I am multilingual and I use Scrivener for my work in progress in two languages (Spanish, English and occasionally Dutch). The problem I have been facing is that when I work in my non-English projects then most of the words get underlined because they are not English.
Currently, I either have to disable the language at application level every time I work on a foreign project, or live with the annoying “unknown word” indications.
It would be much better (and not difficult to implement at all!) if language selection was a project property rather than an application-level property.
BTW I am NOT talking about the User Interface Language! I prefer my UI language in English even though I am not a native English speaker.
This is from Scrivener V3 for the Mac, so it’s possible the feature will be coming to the Windows version soon (as the plan is for feature parity).
Edit > Spelling & Grammar > Show Spelling and Grammar (cmd- and change the dropdown box at the bottom from Automatic by language to the language of choice (actually, automatic by language works for me fairly well for English and French — no idea for Dutch and Spanish…)
I need it to be a project setting (not application setting) and I want to set it only once for a project as opposed to every time I load that project on Scrivener.

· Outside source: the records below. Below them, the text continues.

pub mod answer;
pub mod catalog;
pub mod phase;
pub mod project;
pub mod report;
pub mod result;
pub mod score;

use crate::config::Config;
use crate::core::answer::AnswerSheet;
use crate::core::project::ProjectMetadata;
use crate::core::report::FinalReport;
use anyhow::{Context, Result, anyhow};
use serde::{Deserialize, Serialize};
use std::collections::BTreeMap;
use tracing::info;

/// Contents of an answers file: which phase, who is assessed, and the answers.
#[derive(Debug, Clone, Default, Serialize, Deserialize)]
#[serde(default)]
pub struct AssessmentInput {
    pub phase: String,
    pub project: ProjectMetadata,
    pub answers: BTreeMap<String, Vec<String>>,
}

impl AssessmentInput {
    /// A blank questionnaire for `phase_id`, every slot left unanswered.
    pub fn blank(cfg: &Config, phase_id: &str) -> Result<Self> {
        let phase = cfg
            .phase(phase_id)
            .ok_or_else(|| unknown_phase(cfg, phase_id))?;
        let answers = phase
            .dimensions
            .iter()
            .map(|dimension| {
                (
                    dimension.id.clone(),
                    vec![String::new(); dimension.question_count()],
                )
            })
            .collect();

        Ok(Self {
            phase: phase.id.clone(),
            project: ProjectMetadata::default(),
            answers,
        })
    }
}

pub fn run_assessment(
    input: &AssessmentInput,
    phase_override: Option<&str>,
    cfg: &Config,
) -> Result<FinalReport> {
    let phase_id = phase_override.unwrap_or(&input.phase);
    if phase_id.trim().is_empty() {
        return Err(anyhow!(
            "no phase given; set `phase` in the answers file or pass --phase"
        ));
    }
    let phase = cfg
        .phase(phase_id)
        .ok_or_else(|| unknown_phase(cfg, phase_id))?;

    let sheet = AnswerSheet::from_raw(&input.answers)
        .with_context(|| format!("invalid answers for phase {}", phase.id))?;
    sheet
        .check_fits(phase)
        .with_context(|| format!("answers do not match phase {}", phase.id))?;

    let result = result::assess(phase, &sheet);
    info!(
        phase = %result.phase_id,
        score = result.final_score,
        classification = %result.classification,
        answered = result.answered,
        total = result.total,
        "assessment computed"
    );

    let exit = report::evaluate_exit(&result, cfg);

    Ok(FinalReport {
        result,
        metadata: input.project.clone(),
        exit,
    })
}

fn unknown_phase(cfg: &Config, phase_id: &str) -> anyhow::Error {
    let known: Vec<&str> = cfg.phases.iter().map(|phase| phase.id.as_str()).collect();
    anyhow!(
        "unknown phase {} (configured phases: {})",
        phase_id,
        known.join(", ")
    )
}
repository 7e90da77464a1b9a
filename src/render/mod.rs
pub mod pdf;
pub mod text;

use crate::core::project::ProjectMetadata;
use serde::Serialize;
use std::fmt;
use thiserror::Error;
use tracing::warn;

pub use pdf::render_document;
pub use text::render_text;

#[derive(Debug, Error)]
pub enum RenderError {
    #[error("report line {line} cannot be laid out: {reason}")]
    InvalidText { line: usize, reason: String },
    #[error("failed to encode page content: {0}")]
    Encode(String),
    #[error("failed to write document: {0}")]
    Write(String),
}

#[derive(Debug, Clone, Copy, Serialize, PartialEq, Eq)]
#[serde(rename_all = "lowercase")]
pub enum ArtifactFormat {
    Pdf,
    Text,
}

impl ArtifactFormat {
    pub fn extension(self) -> &'static str {
        match self {
            Self::Pdf => "pdf",
            Self::Text => "txt",
        }
    }

    pub fn mime_type(self) -> &'static str {
        match self {
            Self::Pdf => "application/pdf",
            Self::Text => "text/plain",
        }
    }
}

impl fmt::Display for ArtifactFormat {
    fn fmt(&self, f: &mut fmt::Formatter<'_>) -> fmt::Result {
        f.write_str(self.extension())
    }
}

/// `Report_<phase>_<project>_<YYYYMMDD>.<ext>`, with `Project` / `NoDate`
/// standing in for missing values.
pub fn report_filename(phase_id: &str, metadata: &ProjectMetadata, format: ArtifactFormat) -> String {
    let project = match metadata.name.trim() {
        "" => "Project".to_string(),
        name => filename_part(name),
    };
    let date = metadata
        .date
        .map(|date| date.format("%Y%m%d").to_string())
        .unwrap_or_else(|| "NoDate".to_string());

    format!(
        "Report_{}_{}_{}.{}",
        filename_part(phase_id),
        project,
        date,
        format.extension()
    )
}

fn filename_part(value: &str) -> String {
    value
        .chars()
        .map(|c| match c {
            ' ' => '_',
            '/' | '\\' | ':' | '*' | '?' | '"' | '<' | '>' | '|' => '-',
            c if c.is_control() => '-',
            c => c,
        })
        .collect()
}

/// A finished, downloadable report.
#[derive(Debug, Clone)]
pub struct ReportArtifact {
    pub file_name: String,
    pub format: ArtifactFormat,
    pub bytes: Vec<u8>,
    /// Set when the document could not be rendered and text was used instead.
    pub warning: Option<String>,
}

/// Renders the document, falling back to the plain text when that fails.
pub fn build_artifact(
    report_text: &str,
    phase_id: &str,
    metadata: &ProjectMetadata,
    text_only: bool,
) -> ReportArtifact {
    if !text_only {
        match render_document(report_text) {
            Ok(bytes) => {
                return ReportArtifact {
                    file_name: report_filename(phase_id, metadata, ArtifactFormat::Pdf),
                    format: ArtifactFormat::Pdf,
                    bytes,
                    warning: None,
                };
            }
            Err(err) => {
                warn!(error = %err, phase = phase_id, "document rendering failed, using plain text");
                return text_artifact(
                    report_text,
                    phase_id,
                    metadata,
                    Some(format!("could not generate PDF: {err}")),
                );
            }
        }
    }

    text_artifact(report_text, phase_id, metadata, None)
}

fn text_artifact(
    report_text: &str,
    phase_id: &str,
    metadata: &ProjectMetadata,
    warning: Option<String>,
) -> ReportArtifact {
    ReportArtifact {
        file_name: report_filename(phase_id, metadata, ArtifactFormat::Text),
        format: ArtifactFormat::Text,
        bytes: report_text.as_bytes().to_vec(),
        warning,
    }
}

#[cfg(test)]
mod tests {
    use super::*;
    use chrono::NaiveDate;

    fn metadata(name: &str, date: Option<NaiveDate>) -> ProjectMetadata {
        ProjectMetadata {
            name: name.to_string(),
            date,
            ..ProjectMetadata::default()
        }
    }

    #[test]
    fn filename_uses_underscored_name_and_compact_date() {
        let meta = metadata("New Recovery Boiler", NaiveDate::from_ymd_opt(2026, 1, 5));
        assert_eq!(
            report_filename("FELKLA-1", &meta, ArtifactFormat::Pdf),
            "Report_FELKLA-1_New_Recovery_Boiler_20260105.pdf"
        );
    }

    #[test]
    fn filename_defaults_missing_fields() {
        let meta = metadata("  ", None);
        assert_eq!(
            report_filename("FELKLA-3", &meta, ArtifactFormat::Text),
            "Report_FELKLA-3_Project_NoDate.txt"
        );
    }

    #[test]
    fn filename_strips_path_separators() {
        let meta = metadata("A/B: C", None);
        assert_eq!(
            report_filename("FELKLA-2", &meta, ArtifactFormat::Pdf),
            "Report_FELKLA-2_A-B-_C_NoDate.pdf"
        );
    }

    #[test]
    fn falls_back_to_text_when_rendering_fails() {
        let meta = metadata("Mill", NaiveDate::from_ymd_opt(2026, 2, 1));
        let broken = "TITLE\nbad\u{1b}[0m\n";
        let artifact = build_artifact(broken, "FELKLA-1", &meta, false);

        assert_eq!(artifact.format, ArtifactFormat::Text);
        assert_eq!(artifact.file_name, "Report_FELKLA-1_Mill_20260201.txt");
        assert_eq!(artifact.bytes, broken.as_bytes());
        assert!(artifact.warning.unwrap().contains("line 2"));
    }

    #[test]
    fn produces_pdf_for_well_formed_text() {
        let meta = metadata("Mill", None);
        let artifact = build_artifact("FELKLA ASSESSMENT REPORT - X\n", "X", &meta, false);
        assert_eq!(artifact.format, ArtifactFormat::Pdf);
        assert!(artifact.warning.is_none());
        assert!(artifact.bytes.starts_with(b"%PDF"));
    }

    #[test]
    fn text_only_skips_the_document() {
        let artifact = build_artifact("x\n", "X", &metadata("", None), true);
        assert_eq!(artifact.format, ArtifactFormat::Text);
        assert!(artifact.warning.is_none());
    }
}
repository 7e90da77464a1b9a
use crate::core::catalog::builtin_phases;
use crate::core::phase::PhaseDefinition;
use crate::core::score::Classification;
use anyhow::{Context, Result, bail};
use serde::{Deserialize, Serialize};
use std::collections::HashSet;
use std::fmt;
use std::fs;
use std::path::{Path, PathBuf};
use tracing::debug;

pub const CONFIG_FILE_NAME: &str = "felkla.toml";

#[derive(Debug, Clone)]
pub struct LoadedConfig {
    pub config: Config,
    pub source: Option<PathBuf>,
}

#[derive(Debug, Clone, Serialize, Deserialize)]
#[serde(default)]
pub struct Config {
    pub general: GeneralConfig,
    pub phases: Vec<PhaseDefinition>,
}

impl Default for Config {
    fn default() -> Self {
        Self {
            general: GeneralConfig::default(),
            phases: builtin_phases().to_vec(),
        }
    }
}

impl Config {
    pub fn phase(&self, id: &str) -> Option<&PhaseDefinition> {
        self.phases
            .iter()
            .find(|phase| phase.id.eq_ignore_ascii_case(id))
    }

    pub fn is_final_phase(&self, id: &str) -> bool {
        self.phases
            .last()
            .is_some_and(|phase| phase.id.eq_ignore_ascii_case(id))
    }

    pub fn validate(&self) -> Result<()> {
        if self.phases.is_empty() {
            bail!("configuration defines no phases");
        }

        let mut seen = HashSet::new();
        for phase in &self.phases {
            if !seen.insert(phase.id.to_ascii_lowercase()) {
                bail!("phase {} is defined twice", phase.id);
            }
            phase
                .validate()
                .with_context(|| format!("invalid phase {}", phase.id))?;
        }
        Ok(())
    }
}

#[derive(Debug, Clone, Serialize, Deserialize)]
#[serde(default)]
pub struct GeneralConfig {
    pub json: bool,
    pub output_dir: PathBuf,
    pub fail_on: FailOn,
}

impl Default for GeneralConfig {
    fn default() -> Self {
        Self {
            json: false,
            output_dir: PathBuf::from("."),
            fail_on: FailOn::None,
        }
    }
}

/// Which classification makes the process exit non-zero.
#[derive(Debug, Clone, Copy, Serialize, Deserialize, PartialEq, Eq, Default)]
#[serde(rename_all = "kebab-case")]
pub enum FailOn {
    #[default]
    None,
    Attention,
    NotApproved,
}

impl FailOn {
    pub fn is_met_by(self, classification: Classification) -> bool {
        match self {
            Self::None => false,
            Self::NotApproved => classification == Classification::NotApproved,
            Self::Attention => classification != Classification::Approved,
        }
    }
}

impl fmt::Display for FailOn {
    fn fmt(&self, f: &mut fmt::Formatter<'_>) -> fmt::Result {
        match self {
            Self::None => write!(f, "none"),
            Self::Attention => write!(f, "attention"),
            Self::NotApproved => write!(f, "not-approved"),
        }
    }
}

pub fn load_config(cli_config_path: Option<&Path>, cwd: &Path) -> Result<LoadedConfig> {
    if let Some(path) = cli_config_path {
        if !path.exists() {
            bail!(
                "config file not found at {} (passed with --config)",
                path.display()
            );
        }

        return Ok(LoadedConfig {
            config: read_config(path)?,
            source: Some(path.to_path_buf()),
        });
    }

    let local_path = cwd.join(CONFIG_FILE_NAME);
    if local_path.exists() {
        return Ok(LoadedConfig {
            config: read_config(&local_path)?,
            source: Some(local_path),
        });
    }

    debug!("no {CONFIG_FILE_NAME} found, using built-in questionnaire");
    Ok(LoadedConfig {
        config: Config::default(),
        source: None,
    })
}

pub fn write_default_config(path: &Path) -> Result<()> {
    if path.exists() {
        bail!(
            "refusing to overwrite existing config file: {}",
            path.display()
        );
    }

    let content = default_config_toml()?;
    fs::write(path, content).with_context(|| format!("failed writing {}", path.display()))?;
    Ok(())
}

pub fn default_config_toml() -> Result<String> {
    toml::to_string_pretty(&Config::default()).context("failed to serialize default config")
}

fn read_config(path: &Path) -> Result<Config> {
    let content = fs::read_to_string(path)
        .with_context(|| format!("failed reading config file {}", path.display()))?;
    let config = toml::from_str::<Config>(&content)
        .with_context(|| format!("failed parsing config file {}", path.display()))?;
    config
        .validate()
        .with_context(|| format!("invalid config file {}", path.display()))?;
    debug!(path = %path.display(), phases = config.phases.len(), "loaded config");
    Ok(config)
}
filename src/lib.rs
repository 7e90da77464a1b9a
//! Weighted questionnaire scoring for the three FELKLA assessment phases,
//! with plain-text and PDF report rendering.

pub mod config;
pub mod core;
pub mod render;
pub mod utils;
use crate::core::answer::AnswerOption;
use serde::{Deserialize, Serialize};
use std::fmt;

/// Lower bound (inclusive) of the approved band.
pub const APPROVED_THRESHOLD: f64 = 80.0;
/// Lower bound (inclusive) of the attention band.
pub const ATTENTION_THRESHOLD: f64 = 60.0;
/// Points awarded to the best answer; the denominator of every percentage.
pub const MAX_POINTS: u32 = 5;

#[derive(Debug, Clone, Copy, Serialize, Deserialize, PartialEq, Eq, Hash)]
#[serde(rename_all = "kebab-case")]
pub enum Classification {
    Approved,
    Attention,
    NotApproved,
}

impl Classification {
    pub fn as_str(self) -> &'static str {
        match self {
            Self::Approved => "APPROVED",
            Self::Attention => "ATTENTION",
            Self::NotApproved => "NOT APPROVED",
        }
    }
}

impl fmt::Display for Classification {
    fn fmt(&self, f: &mut fmt::Formatter<'_>) -> fmt::Result {
        f.write_str(self.as_str())
    }
}

pub fn points_for(answer: Option<AnswerOption>) -> u32 {
    match answer {
        Some(AnswerOption::Excellent) => 5,
        Some(AnswerOption::Good) => 4,
        Some(AnswerOption::Regular) => 3,
        Some(AnswerOption::Inadequate) => 2,
        Some(AnswerOption::NotStarted) => 1,
        None => 0,
    }
}

/// Percentage of the maximum points over the answered questions only.
/// A group with nothing answered scores 0.
pub fn dimension_score(answers: &[Option<AnswerOption>]) -> f64 {
    let answered: Vec<AnswerOption> = answers.iter().flatten().copied().collect();
    if answered.is_empty() {
        return 0.0;
    }

    let points: u32 = answered.iter().map(|answer| points_for(Some(*answer))).sum();
    let max_points = MAX_POINTS * answered.len() as u32;
    100.0 * f64::from(points) / f64::from(max_points)
}

/// Weighted sum of `(score, weight)` pairs; weights are fractions of 1.0.
pub fn phase_score<I>(weighted_scores: I) -> f64
where
    I: IntoIterator<Item = (f64, f64)>,
{
    weighted_scores
        .into_iter()
        .map(|(score, weight)| score * weight)
        .sum()
}

pub fn classify(score: f64) -> Classification {
    if score >= APPROVED_THRESHOLD {
        Classification::Approved
    } else if score >= ATTENTION_THRESHOLD {
        Classification::Attention
    } else {
        Classification::NotApproved
    }
}

#[derive(Debug, Clone, Default, Serialize, PartialEq, Eq)]
pub struct DimensionGroups {
    pub strong: Vec<String>,
    pub attention: Vec<String>,
    pub critical: Vec<String>,
}

/// Splits dimension names into strong / attention / critical using the same
/// bands as [`classify`]. Input order is kept within each group.
pub fn classify_dimensions<'a, I>(scores: I) -> DimensionGroups
where
    I: IntoIterator<Item = (&'a str, f64)>,
{
    let mut groups = DimensionGroups::default();
    for (name, score) in scores {
        let bucket = match classify(score) {
            Classification::Approved => &mut groups.strong,
            Classification::Attention => &mut groups.attention,
            Classification::NotApproved => &mut groups.critical,
        };
        bucket.push(name.to_string());
    }
    groups
}

#[cfg(test)]
mod tests {
    use super::*;
    use AnswerOption::*;

    #[test]
    fn maps_points() {
        assert_eq!(points_for(Some(Excellent)), 5);
        assert_eq!(points_for(Some(Good)), 4);
        assert_eq!(points_for(Some(Regular)), 3);
        assert_eq!(points_for(Some(Inadequate)), 2);
        assert_eq!(points_for(Some(NotStarted)), 1);
        assert_eq!(points_for(None), 0);
    }

    #[test]
    fn unanswered_group_scores_zero() {
        assert_eq!(dimension_score(&[]), 0.0);
        assert_eq!(dimension_score(&[None, None, None, None, None]), 0.0);
    }

    #[test]
    fn uniform_groups_hit_exact_bounds() {
        assert_eq!(dimension_score(&[Some(Excellent); 5]), 100.0);
        assert_eq!(dimension_score(&[Some(NotStarted); 5]), 20.0);
    }

    #[test]
    fn unanswered_questions_leave_the_denominator() {
        let answers = [Some(Good), None, Some(Good), None, None];
        assert_eq!(dimension_score(&answers), 80.0);
    }

    #[test]
    fn mixed_group_is_mean_of_percentages() {
        let answers = [Some(Excellent), Some(Good), Some(Regular), Some(Inadequate), Some(NotStarted)];
        assert!((dimension_score(&answers) - 60.0).abs() < 1e-9);
    }

    #[test]
    fn phase_score_is_weighted_sum() {
        let score = phase_score([(100.0, 0.2), (50.0, 0.2), (75.0, 0.25), (40.0, 0.2), (90.0, 0.15)]);
        let expected = 100.0 * 0.2 + 50.0 * 0.2 + 75.0 * 0.25 + 40.0 * 0.2 + 90.0 * 0.15;
        assert!((score - expected).abs() < 1e-9);
    }

    #[test]
    fn two_dimension_scenario_lands_on_attention() {
        let a = dimension_score(&[Some(Excellent); 5]);
        let b = dimension_score(&[Some(NotStarted); 5]);
        let score = phase_score([(a, 0.5), (b, 0.5)]);
        assert!((score - 60.0).abs() < 1e-9);
        assert_eq!(classify(score), Classification::Attention);
    }

    #[test]
    fn classification_bounds_are_inclusive_upward() {
        assert_eq!(classify(80.0), Classification::Approved);
        assert_eq!(classify(79.999), Classification::Attention);
        assert_eq!(classify(60.0), Classification::Attention);
        assert_eq!(classify(59.999), Classification::NotApproved);
        assert_eq!(classify(0.0), Classification::NotApproved);
        assert_eq!(classify(100.0), Classification::Approved);
    }

    #[test]
    fn dimension_groups_partition_every_name_once() {
        let scores = [
            ("a", 80.0),
            ("b", 60.0),
            ("c", 59.9),
            ("d", 100.0),
            ("e", 79.9),
            ("f", 0.0),
        ];
        let groups = classify_dimensions(scores.iter().map(|(n, s)| (*n, *s)));
        assert_eq!(groups.strong, vec!["a", "d"]);
        assert_eq!(groups.attention, vec!["b", "e"]);
        assert_eq!(groups.critical, vec!["c", "f"]);

        for step in 0..=1000 {
            let score = step as f64 / 10.0;
            let groups = classify_dimensions([("x", score)]);
            let hits = groups.strong.len() + groups.attention.len() + groups.critical.len();
            assert_eq!(hits, 1, "score {score} landed in {hits} groups");
        }
    }
}
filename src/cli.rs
use clap::{Args, Parser, Subcommand};
use std::path::PathBuf;

#[derive(Debug, Parser)]
#[command(
    name = "felkla",
    version,
    about = "Phase-gated project assessment with weighted scoring and PDF reports"
)]
pub struct Cli {
    /// Log debug details to stderr (RUST_LOG overrides)
    #[arg(long, short, global = true)]
    pub verbose: bool,
    #[command(subcommand)]
    pub command: Commands,
}

#[derive(Debug, Subcommand)]
pub enum Commands {
    /// Score an answers file and export the phase report
    Assess(AssessArgs),
    /// Write felkla.toml with the built-in questionnaire
    Init,
    /// Write a blank answers file for a phase
    Template(TemplateArgs),
    /// Print phases, dimensions, weights and questions
    Phases(ConfigArgs),
}

#[derive(Debug, Args, Clone)]
pub struct ConfigArgs {
    #[arg(long)]
    pub config: Option<PathBuf>,
}

#[derive(Debug, Args, Clone)]
pub struct AssessArgs {
    /// Answers file (.toml or .json)
    pub answers: PathBuf,
    /// Phase to score, overriding `phase` in the answers file
    #[arg(long)]
    pub phase: Option<String>,
    #[command(flatten)]
    pub config: ConfigArgs,
    #[arg(long)]
    pub json: bool,
    /// Directory for the exported report
    #[arg(long)]
    pub output_dir: Option<PathBuf>,
    /// Export the plain-text report instead of a PDF
    #[arg(long, conflicts_with = "no_export")]
    pub text_only: bool,
    /// Only show the result; do not write a report file
    #[arg(long)]
    pub no_export: bool,
}

#[derive(Debug, Args, Clone)]
pub struct TemplateArgs {
    /// Phase id, e.g. FELKLA-1
    pub phase: String,
    /// Output path; the extension picks TOML or JSON
    #[arg(long, short)]
    pub output: Option<PathBuf>,
    #[command(flatten)]
    pub config: ConfigArgs,
}
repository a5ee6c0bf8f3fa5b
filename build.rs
use vergen_gitcl::{Build, Cargo, Emitter, Gitcl};

fn main() -> Result<(), Box<dyn std::error::Error>> {
    let build = Build::builder().build_timestamp(true).build();
    let cargo = Cargo::builder().build();
    let gitcl = Gitcl::builder().branch(true).sha(true).dirty(true).build();

    Emitter::default()
        .add_instructions(&build)?
        .add_instructions(&cargo)?
        .add_instructions(&gitcl)?
        .emit()?;

    Ok(())
}
//! Bounded memoization of asynchronous producers.
//!
//! [`Memoized`] wraps an async producer `Fn(A) -> Future<Output = Result<V>>`
//! and remembers successful results keyed on the argument tuple.
//!
//! # Keys
//!
//! The key is the JSON serialization of the arguments (`serde_json`), so
//! structurally equal arguments always map to the same entry. For the
//! artist catalog the arguments are `(artist_id, access_token)`: rotating the
//! token yields a fresh fetch instead of a stale hit.
//!
//! # Eviction
//!
//! Backed by moka configured with a strict LRU eviction policy. A hit marks
//! the entry most-recently-used; once the number of entries exceeds
//! `max_entries`, the least-recently-used one is evicted. Moka applies
//! recency updates and evictions in deferred batches, so every hit and
//! insert is flushed before [`Memoized::call`] returns; the table is exact
//! between calls.
//!
//! # Failures and concurrency
//!
//! A failed producer call propagates to the caller and stores nothing.
//!
//! In-flight misses are not coalesced: two concurrent calls with the same
//! key may both invoke the producer, so producers wrapped here must be
//! idempotent.

use std::future::Future;
use std::sync::Arc;
use std::time::Duration;

use futures_util::future::BoxFuture;
use moka::future::Cache;
use moka::policy::EvictionPolicy;
use serde::Serialize;
use tracing::debug;

use crate::Result;
use crate::telemetry;

/// Default maximum number of memoized results.
pub const DEFAULT_MAX_ENTRIES: u64 = 10;

/// Configuration for a [`Memoized`] producer.
///
/// ```rust
/// # use tunemetrics::cache::CacheConfig;
/// # use std::time::Duration;
/// let config = CacheConfig::new()
///     .max_entries(100)
///     .ttl(Duration::from_secs(900));
/// assert_eq!(config.max_entries, 100);
/// ```
#[derive(Debug, Clone)]
pub struct CacheConfig {
    /// Maximum number of cached results. Default: 10.
    pub max_entries: u64,
    /// Optional time-to-live for cached results. Default: none.
    pub ttl: Option<Duration>,
}

impl Default for CacheConfig {
    fn default() -> Self {
        Self {
            max_entries: DEFAULT_MAX_ENTRIES,
            ttl: None,
        }
    }
}

impl CacheConfig {
    pub fn new() -> Self {
        Self::default()
    }

    /// Set the maximum number of cached results.
    pub fn max_entries(mut self, n: u64) -> Self {
        self.max_entries = n;
        self
    }

    /// Expire results after `ttl` regardless of use.
    pub fn ttl(mut self, ttl: Duration) -> Self {
        self.ttl = Some(ttl);
        self
    }
}

type Producer<A, V> = Arc<dyn Fn(A) -> BoxFuture<'static, Result<V>> + Send + Sync>;

/// An async producer with a bounded LRU result cache in front of it.
///
/// Cloning is cheap and clones share the same entry table.
pub struct Memoized<A, V> {
    name: &'static str,
    producer: Producer<A, V>,
    entries: Cache<String, V>,
}

impl<A, V> Clone for Memoized<A, V> {
    fn clone(&self) -> Self {
        Self {
            name: self.name,
            producer: Arc::clone(&self.producer),
            entries: self.entries.clone(),
        }
    }
}

impl<A, V> Memoized<A, V>
where
    A: Serialize + Send + 'static,
    V: Clone + Send + Sync + 'static,
{
    /// Wrap `producer`. `name` labels log lines and cache metrics.
    pub fn new<F, Fut>(name: &'static str, config: &CacheConfig, producer: F) -> Self
    where
        F: Fn(A) -> Fut + Send + Sync + 'static,
        Fut: Future<Output = Result<V>> + Send + 'static,
    {
        let mut builder = Cache::<String, V>::builder()
            .max_capacity(config.max_entries)
            .eviction_policy(EvictionPolicy::lru());
        if let Some(ttl) = config.ttl {
            builder = builder.time_to_live(ttl);
        }

        let producer: Producer<A, V> = Arc::new(move |args| Box::pin(producer(args)));

        Self {
            name,
            producer,
            entries: builder.build(),
        }
    }

    /// Return the memoized result for `args`, invoking the producer on a miss.
    pub async fn call(&self, args: A) -> Result<V> {
        let key = serde_json::to_string(&args)?;

        if let Some(value) = self.entries.get(&key).await {
            self.entries.run_pending_tasks().await;
            debug!(cache = self.name, "memoized hit");
            metrics::counter!(telemetry::CACHE_HITS_TOTAL, "cache" => self.name).increment(1);
            return Ok(value);
        }

        debug!(cache = self.name, "memoized miss");
        metrics::counter!(telemetry::CACHE_MISSES_TOTAL, "cache" => self.name).increment(1);

        let value = (self.producer)(args).await?;
        self.entries.insert(key, value.clone()).await;
        self.entries.run_pending_tasks().await;
        Ok(value)
    }

    /// Whether a result for `args` is currently stored.
    ///
    /// Does not count as a use for LRU purposes.
    pub fn contains(&self, args: &A) -> bool {
        serde_json::to_string(args)
            .map(|key| self.entries.contains_key(&key))
            .unwrap_or(false)
    }

    /// Drop the stored result for `args`, if any.
    pub async fn invalidate(&self, args: &A) -> Result<()> {
        let key = serde_json::to_string(args)?;
        self.entries.invalidate(&key).await;
        self.entries.run_pending_tasks().await;
        Ok(())
    }

    /// Drop every stored result.
    pub fn invalidate_all(&self) {
        self.entries.invalidate_all();
    }

    /// Number of stored results.
    pub fn len(&self) -> u64 {
        self.entries.entry_count()
    }

    pub fn is_empty(&self) -> bool {
        self.len() == 0
    }

    /// Apply deferred recency updates and evictions.
    pub async fn run_pending_tasks(&self) {
        self.entries.run_pending_tasks().await;
    }

    pub fn name(&self) -> &'static str {
        self.name
    }
}
//! Telemetry metric name constants.
//!
//! Centralised metric names for tunemetrics operations. Consumers install
//! their own `metrics` recorder (e.g. prometheus, statsd); without a
//! recorder installed, all metric calls are no-ops.
//!
//! # Metric naming conventions
//!
//! All metrics are prefixed with `tunemetrics_`. Counters end in `_total`.
//!
//! # Common labels
//!
//! - `method`: HTTP method of an upstream request
//! - `status`: HTTP status code, or "transport" when no response arrived
//! - `token_kind`: "client" or "user"
//! - `cache`: name of the memoized producer (e.g. "artist_catalog")

/// Upstream HTTP requests issued by the request proxy (retries included).
///
/// Labels: `method`, `status`.
pub const UPSTREAM_REQUESTS_TOTAL: &str = "tunemetrics_upstream_requests_total";

/// Retries after an upstream auth failure (at most one per request).
///
/// Labels: `token_kind`.
pub const AUTH_RETRIES_TOTAL: &str = "tunemetrics_auth_retries_total";

/// Memoization cache hits.
///
/// Labels: `cache`.
pub const CACHE_HITS_TOTAL: &str = "tunemetrics_cache_hits_total";

/// Memoization cache misses (producer invocations).
///
/// Labels: `cache`.
pub const CACHE_MISSES_TOTAL: &str = "tunemetrics_cache_misses_total";

/// Album listing pages fetched successfully.
pub const CATALOG_PAGES_TOTAL: &str = "tunemetrics_catalog_pages_total";

/// Page or batch lookups that failed and were absorbed.
///
/// Labels: `stage` ("page" | "batch" | "album_tracks").
pub const CATALOG_PARTIAL_FAILURES_TOTAL: &str = "tunemetrics_catalog_partial_failures_total";

/// Round assembly attempts.
///
/// Labels: `outcome` ("built" | "no_data").
pub const ROUNDS_TOTAL: &str = "tunemetrics_rounds_total";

I have Scrivener 3 Beta for Windows and the Edit menu item list only has “Spelling” but no “Spelling & Grammar” and when I click on it what it does is to spell check the current document, it does not show any dialog.
Fair enough – I use different languages in one project so that wouldn’t be particularly useful for me and the way it works now is fine.,
As for what’s on the menu, the beta’s in an early stage, it may be coming. But Spelling and Grammar is provided via macOS standard functionality – it may be that Windows just doesn’t have that capability?
It would be very convenient if we could assign a language attribute to selected text, causing it to be spellchecked and hyphenated correctly. Language could also be a style attribute. Usage example:I have a lot of German, Italian and French quotations in my English language thesis, and the only solution for now is to have jagged edge text (not justified) and spell check manually.